Moving away from the reference genome: evaluating a peptide sequencing tagging approach for single amino acid polymorphism identifications in the genus Populus.

Journal of proteome research

PubMedID: 23795892

Abraham P, Adams RM, Tuskan GA, Hettich RL. Moving away from the reference genome: evaluating a peptide sequencing tagging approach for single amino acid polymorphism identifications in the genus Populus. J Proteome Res. 2013;12(8):3642-51.
The genetic diversity across natural populations of the model organism, Populus, is extensive, containing a single nucleotide polymorphism roughly every 200 base pairs.
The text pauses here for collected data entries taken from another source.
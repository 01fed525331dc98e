use std::future::Future;
use std::sync::Arc;
use std::sync::atomic::{AtomicBool, Ordering};
use std::time::Duration;

use axum::extract::ws::{Message, WebSocket};
use futures_util::{SinkExt, StreamExt};
use tokio_util::sync::CancellationToken;
use tracing::{debug, info, warn};

use huddle_types::codes::ErrorCode;
use huddle_types::events::{Refusal, ServerEvent};

use crate::registry::Registry;
use crate::session::Session;

/// Heartbeat interval: server sends a Ping every 15 seconds.
/// If 2 consecutive Pongs are missed (~30s), the connection is dropped.
const HEARTBEAT_INTERVAL: Duration = Duration::from_secs(15);

/// How long the writer gets to flush queued frames after the reader stops.
const DRAIN_TIMEOUT: Duration = Duration::from_secs(5);

/// What the connection should do after a frame was handled.
#[derive(Debug, Clone, Copy, PartialEq, Eq)]
pub enum Flow {
    Continue,
    Close,
}

/// Application side of a connection. The gateway owns the socket and the
/// registry entry; the handler owns the meaning of each frame.
pub trait FrameHandler: Clone + Send + Sync + 'static {
    fn handle_frame<'a>(
        &'a self,
        session: &'a mut Session,
        text: &'a str,
    ) -> impl Future<Output = Flow> + Send + 'a;

    /// Called whenever the client answers a keep-alive probe.
    fn handle_heartbeat<'a>(&'a self, session: &'a Session) -> impl Future<Output = ()> + Send + 'a;

    /// Called once when the connection ends, before it leaves the registry.
    fn handle_close<'a>(&'a self, session: &'a mut Session) -> impl Future<Output = ()> + Send + 'a;
}

/// Drive one WebSocket connection until the client leaves, the handler asks
/// to close, the heartbeat times out, or `shutdown` fires. Frames are
/// handled strictly one at a time; shutdown is only observed between frames
/// so an in-flight handler always finishes.
pub async fn handle_connection<H: FrameHandler>(
    socket: WebSocket,
    registry: Registry,
    handler: H,
    shutdown: CancellationToken,
) {
    let (mut sender, mut receiver) = socket.split();
    let (conn_id, mut outbound) = registry.register_connection().await;
    let mut session = Session::new(conn_id);
    debug!("Connection {} opened", conn_id);

    let pong_received = Arc::new(AtomicBool::new(true));
    let pong_flag_send = pong_received.clone();

    // Forward queued events -> client, with heartbeat
    let mut send_task = tokio::spawn(async move {
        let mut heartbeat = tokio::time::interval(HEARTBEAT_INTERVAL);
        heartbeat.tick().await;
        let mut missed_heartbeats: u8 = 0;

        loop {
            tokio::select! {
                event = outbound.recv() => {
                    let Some(event) = event else {
                        // Registry dropped us: flush is done, say goodbye.
                        let _ = sender.send(Message::Close(None)).await;
                        break;
                    };
                    let text = match serde_json::to_string(&event) {
                        Ok(text) => text,
                        Err(e) => {
                            warn!("Failed to encode outbound event: {}", e);
                            continue;
                        }
                    };
                    if sender.send(Message::Text(text.into())).await.is_err() {
                        break;
                    }
                }
                _ = heartbeat.tick() => {
                    if pong_flag_send.swap(false, Ordering::Acquire) {
                        missed_heartbeats = 0;
                    } else {
                        missed_heartbeats += 1;
                        if missed_heartbeats >= 2 {
                            warn!("Heartbeat timeout (missed {} pongs), dropping connection", missed_heartbeats);
                            break;
                        }
                    }
                    if sender.send(Message::Ping(vec![].into())).await.is_err() {
                        break;
                    }
                }
            }
        }
    });

    let mut writer_done = false;
    loop {
        tokio::select! {
            biased;
            _ = shutdown.cancelled() => {
                debug!("Connection {} closing for shutdown", conn_id);
                break;
            }
            _ = &mut send_task => {
                writer_done = true;
                break;
            }
            msg = receiver.next() => {
                match msg {
                    Some(Ok(Message::Text(text))) => {
                        if handler.handle_frame(&mut session, text.as_str()).await == Flow::Close {
                            break;
                        }
                    }
                    Some(Ok(Message::Binary(_))) => {
                        registry
                            .send_to_conn(
                                conn_id,
                                ServerEvent::Error(Refusal::new(
                                    ErrorCode::Parsing,
                                    "binary frames are not supported",
                                )),
                            )
                            .await;
                    }
                    Some(Ok(Message::Pong(_))) => {
                        pong_received.store(true, Ordering::Release);
                        handler.handle_heartbeat(&session).await;
                    }
                    // Pings are answered by the WebSocket layer itself.
                    Some(Ok(Message::Ping(_))) => {}
                    Some(Ok(Message::Close(_))) | None => break,
                    Some(Err(e)) => {
                        debug!("Connection {} transport error: {}", conn_id, e);
                        break;
                    }
                }
            }
        }
    }

    handler.handle_close(&mut session).await;
    let identity = registry.unregister_connection(conn_id).await;

    // Unregistering closed the outbound queue; let the writer drain it.
    if !writer_done && tokio::time::timeout(DRAIN_TIMEOUT, &mut send_task).await.is_err() {
        send_task.abort();
    }

    match identity {
        Some(id) => info!("{} ({}) disconnected", id.nickname, id.email),
        None => debug!("Connection {} closed", conn_id),
    }
}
When deviations from the reference genome occur in coding regions, they can impact protein sequences. Rather than relying on a static reference database to profile protein expression, we employed a peptide sequence tagging (PST) approach capable of decoding the plasticity of the Populus proteome. Using shotgun proteomics data from two genotypes of P. trichocarpa, a tag-based approach enabled the detection of 6653 unexpected sequence variants. Through manual validation, our study investigated how the most abundant chemical modification (methionine oxidation) could masquerade as a sequence variant (Ala?Ser) when few site-determining ions existed. In fact, precise localization of an oxidation site for peptides with more than one potential placement was indeterminate for 70% of the MS/MS spectra. We demonstrate that additional fragment ions made available by high energy collisional dissociation enhances the robustness of the peptide sequence tagging approach (81% of oxidation events could be exclusively localized to a methionine). We are confident that augmenting fragmentation processes for a PST approach will further improve the identification of single amino acid polymorphism in Populus and potentially other species as well.